En el relato Una muerte anunciada de Gabriel García Márquez se narra la historia del asesinato de Santiago Nasar en manos de los hermanos de Ángela Vicario. En la noche de bodas de ella, su recién esposo, Bayardo San Román, un poderoso de un pueblo pesquero del caribe colombiano, descubre que su recién esposa no es virgen. Y en un acto de rabia, el indignado novio les devuelve a sus hermanos a ella. Ellos le presionan para que revele el nombre del culpable que ella pierda su castidad y en un afán de encubrir al principal responsable, Ángela inculpa a otro. O sea: condena a un inocente, Santiago Nazar.
García Márquez en este relato pone en evidencia como opera la figura del chivo expiatorio en una sociedad. Ya se sabe, el chivo expiatorio carga sobre sus espaldas, sea persona o grupo social, todas las culpas de los errores, frustraciones o dificultades de los otros.
Otro de los escritores que apeló literariamente al chivo expiatorio fue Jorge Luis Borges, sobre todo, en sus cuentos «El evangelio según Marcos» –un joven es crucificado por peones que lo asumen como sustituto redentor—y en «Tema del traidor y del héroe» donde explora cómo la humanidad amerita construir mártires y, en contrapartida, chivos expiatorios para convertirlos en mitos fundantes y ordenadores de la sociedad.
Entonces, la figura del chivo expiatorio proviene de un antiguo ritual religioso judío.
Lea más: Fútbol
En la Biblia se relata que dos machos cabríos en el curso del Día de Expiación, uno de ellos era sacrificado como ofrenda a Dios, el otro: el chivo expiatorio cargaba simbólicamente sobre sus espaldas con todos los pecados del pueblo para que, a posteriori, sea liberado y desterrado en el desierto, acarreando, a la vez, los yerros de la comunidad.

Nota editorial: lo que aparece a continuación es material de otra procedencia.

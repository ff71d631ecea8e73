//! Response sanitization.
//!
//! # Data Flow
//! ```text
//! upstream JSON value
//!     → redact (recursive walk, sensitive keys replaced)
//!     → filter_keys (top-level include/exclude narrowing)
//!     → value returned to the resolver
//! ```
//!
//! # Design Decisions
//! - JSON is modeled as `serde_json::Value`, a tagged union walked by one
//!   explicit recursive function per variant; the depth cap is total
//! - `serde_json::Value` trees are acyclic by construction, so no cycle
//!   guard is required
//! - Prototype-pollution vector keys are always redacted/dropped, even when
//!   an include set names them

use serde_json::{Map, Value};

/// Marker substituted for a sensitive value.
pub const REDACTED: &str = "[REDACTED]";

/// Marker substituted for values beyond the recursion cap.
pub const TRUNCATED: &str = "[TRUNCATED]";

/// Maximum recursion depth for the redaction walk.
const MAX_DEPTH: usize = 32;

/// Keys that are never forwarded, regardless of include/exclude sets.
const BLOCKED_KEYS: [&str; 3] = ["__proto__", "prototype", "constructor"];

/// Substrings (after lowercasing and stripping `-`/`_`/space) that mark a
/// key as sensitive.
const SENSITIVE_MARKERS: [&str; 6] = [
    "password",
    "passphrase",
    "secret",
    "token",
    "authorization",
    "cookie",
];

/// True for keys whose values must never pass through the gateway.
pub fn is_sensitive_key(key: &str) -> bool {
    if BLOCKED_KEYS.contains(&key) {
        return true;
    }
    let normalized: String = key
        .to_lowercase()
        .chars()
        .filter(|c| !matches!(c, '-' | '_' | ' '))
        .collect();
    if normalized.contains("apikey") {
        return true;
    }
    SENSITIVE_MARKERS.iter().any(|m| normalized.contains(m))
}

/// Recursively replace sensitive values with [`REDACTED`].
///
/// Matched keys are replaced without recursing into their values. Depth is
/// capped at [`MAX_DEPTH`]; anything deeper becomes [`TRUNCATED`].
pub fn redact(value: &Value) -> Value {
    redact_at(value, 0)
}

fn redact_at(value: &Value, depth: usize) -> Value {
    if depth >= MAX_DEPTH {
        return Value::String(TRUNCATED.to_string());
    }
    match value {
        Value::Object(map) => {
            let mut out = Map::with_capacity(map.len());
            for (key, inner) in map {
                if is_sensitive_key(key) {
                    out.insert(key.clone(), Value::String(REDACTED.to_string()));
                } else {
                    out.insert(key.clone(), redact_at(inner, depth + 1));
                }
            }
            Value::Object(out)
        }
        Value::Array(items) => {
            Value::Array(items.iter().map(|v| redact_at(v, depth + 1)).collect())
        }
        scalar => scalar.clone(),
    }
}

/// Narrow a top-level object to an include/exclude key set.
///
/// Non-objects and empty key sets pass through unchanged. Blocked keys are
/// dropped even when the include set names them. Only the top level is
/// filtered; nested objects are left to `redact`.
pub fn filter_keys(value: Value, include: Option<&[String]>, exclude: Option<&[String]>) -> Value {
    let include = include.filter(|keys| !keys.is_empty());
    let exclude = exclude.filter(|keys| !keys.is_empty());
    if include.is_none() && exclude.is_none() {
        return value;
    }

    let Value::Object(map) = value else {
        return value;
    };

    let mut out = Map::new();
    for (key, inner) in map {
        if BLOCKED_KEYS.contains(&key.as_str()) {
            continue;
        }
        if let Some(keep) = include {
            if !keep.iter().any(|k| k == &key) {
                continue;
            }
        }
        if let Some(drop) = exclude {
            if drop.iter().any(|k| k == &key) {
                continue;
            }
        }
        out.insert(key, inner);
    }
    Value::Object(out)
}
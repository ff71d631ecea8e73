//! Configuration validation.
//!
//! # Responsibilities
//! - Semantic validation (parsing handles syntactic)
//! - Validate value ranges (limits > 0, windows sane)
//! - Check the upstream URL and path prefixes
//!
//! # Design Decisions
//! - Returns all validation errors, not just the first
//! - Validation is a pure function: GatewayConfig → Result<(), Vec<ValidationError>>
//! - Runs before the config is accepted into the system

use url::Url;

use crate::config::schema::GatewayConfig;

/// A single semantic validation failure.
#[derive(Debug, Clone, PartialEq, Eq)]
pub struct ValidationError {
    pub field: &'static str,
    pub message: String,
}

impl std::fmt::Display for ValidationError {
    fn fmt(&self, f: &mut std::fmt::Formatter<'_>) -> std::fmt::Result {
        write!(f, "{}: {}", self.field, self.message)
    }
}

/// Validate a fully-parsed configuration.
pub fn validate_config(config: &GatewayConfig) -> Result<(), Vec<ValidationError>> {
    let mut errors = Vec::new();

    let positive = [
        ("limits.max_query_length", config.limits.max_query_length),
        ("limits.max_operations", config.limits.max_operations),
        ("limits.max_query_depth", config.limits.max_query_depth),
        ("limits.max_query_fields", config.limits.max_query_fields),
    ];
    for (field, value) in positive {
        if value == 0 {
            errors.push(ValidationError {
                field,
                message: "must be greater than zero".to_string(),
            });
        }
    }

    if config.limits.request_body_limit < 1024 {
        errors.push(ValidationError {
            field: "limits.request_body_limit",
            message: "must be at least 1024 bytes".to_string(),
        });
    }

    if config.rate_limit.window_ms < 1000 {
        errors.push(ValidationError {
            field: "rate_limit.window_ms",
            message: "must be at least 1000ms".to_string(),
        });
    }
    if config.rate_limit.max == 0 {
        errors.push(ValidationError {
            field: "rate_limit.max",
            message: "must be greater than zero".to_string(),
        });
    }

    if let Some(base_url) = &config.upstream.base_url {
        match Url::parse(base_url) {
            Ok(url) if url.scheme() == "http" || url.scheme() == "https" => {}
            Ok(url) => errors.push(ValidationError {
                field: "upstream.base_url",
                message: format!("unsupported scheme {:?}", url.scheme()),
            }),
            Err(e) => errors.push(ValidationError {
                field: "upstream.base_url",
                message: e.to_string(),
            }),
        }
    }

    for prefix in &config.upstream.allowed_path_prefixes {
        if !prefix.starts_with('/') {
            errors.push(ValidationError {
                field: "upstream.allowed_path_prefixes",
                message: format!("prefix {prefix:?} must start with '/'"),
            });
        }
    }

    if config.upstream.max_response_bytes == 0 {
        errors.push(ValidationError {
            field: "upstream.max_response_bytes",
            message: "must be greater than zero".to_string(),
        });
    }
    if config.upstream.timeout_ms == 0 {
        errors.push(ValidationError {
            field: "upstream.timeout_ms",
            message: "must be greater than zero".to_string(),
        });
    }
    if !config.upstream.health_path.starts_with('/') {
        errors.push(ValidationError {
            field: "upstream.health_path",
            message: "must start with '/'".to_string(),
        });
    }

    if errors.is_empty() {
        Ok(())
    } else {
        Err(errors)
    }
}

Quizás, Adolfo Hitler fue que utilizó con mayor eficacia este mecanismo del chivo expiatorio en contra de los judíos. Desde una mirada psicoanalítica, en esta construcción del chivo expiatorio devela una fragilidad narcisista. O sea, es una cuestión interna en el individuo o en un grupo social, luego, se desplaza hacia afuera.
Como dice Slavoj Žižek: “Para el fascismo, el ‘judío’ es el medio de tener en cuenta, de representar su propia imposibilidad: en su presencia real, es únicamente la encarnación de la imposibilidad última del proyecto totalitario –de su límite inmanente”. Esa su propia imposibilidad, es decir, toda esa frustración fascista se descarga en el “otro”, hay un desplazamiento de la amenaza hacia afuera que luego se refleja en agresividad.
Desde luego, la apelación del chivo expiatorio es muy común en la narrativa política.
En ese discurso polarizado y binario donde se construye la identidad. Esa manía de engañar/manipular o esconder sus propios errores construyen los chivos expiatorios, para, luego, zanjar cualquier responsabilidad. Es una ilusión, y, al mismo tiempo, es un mecanismo para esconder las miserias de los culpables. Esa manía de alejar todo el mal de nosotros para, posteriormente, proyectarlos en otras personas. Obviamente, estamos frente a un juego perverso y peligroso.
En tiempos de conflictividad aparece el chivo expiatorio como táctica política, y psicológica. Políticos que arman una cortina de humo para extraviar sus culpas, fracasos, desatinos y culpas en el otro. Su propósito es manipular –inclusive hoy con los fake news—a la opinión pública para encausar un malestar social y esquivar sus responsabilidades políticas. Entonces, el chivo expiatorio opera como conector político y psicoanalítico para interpelar, pero, a la vez, expresa, aquí vale como ironía, las miserias humanas del propalador del chivo.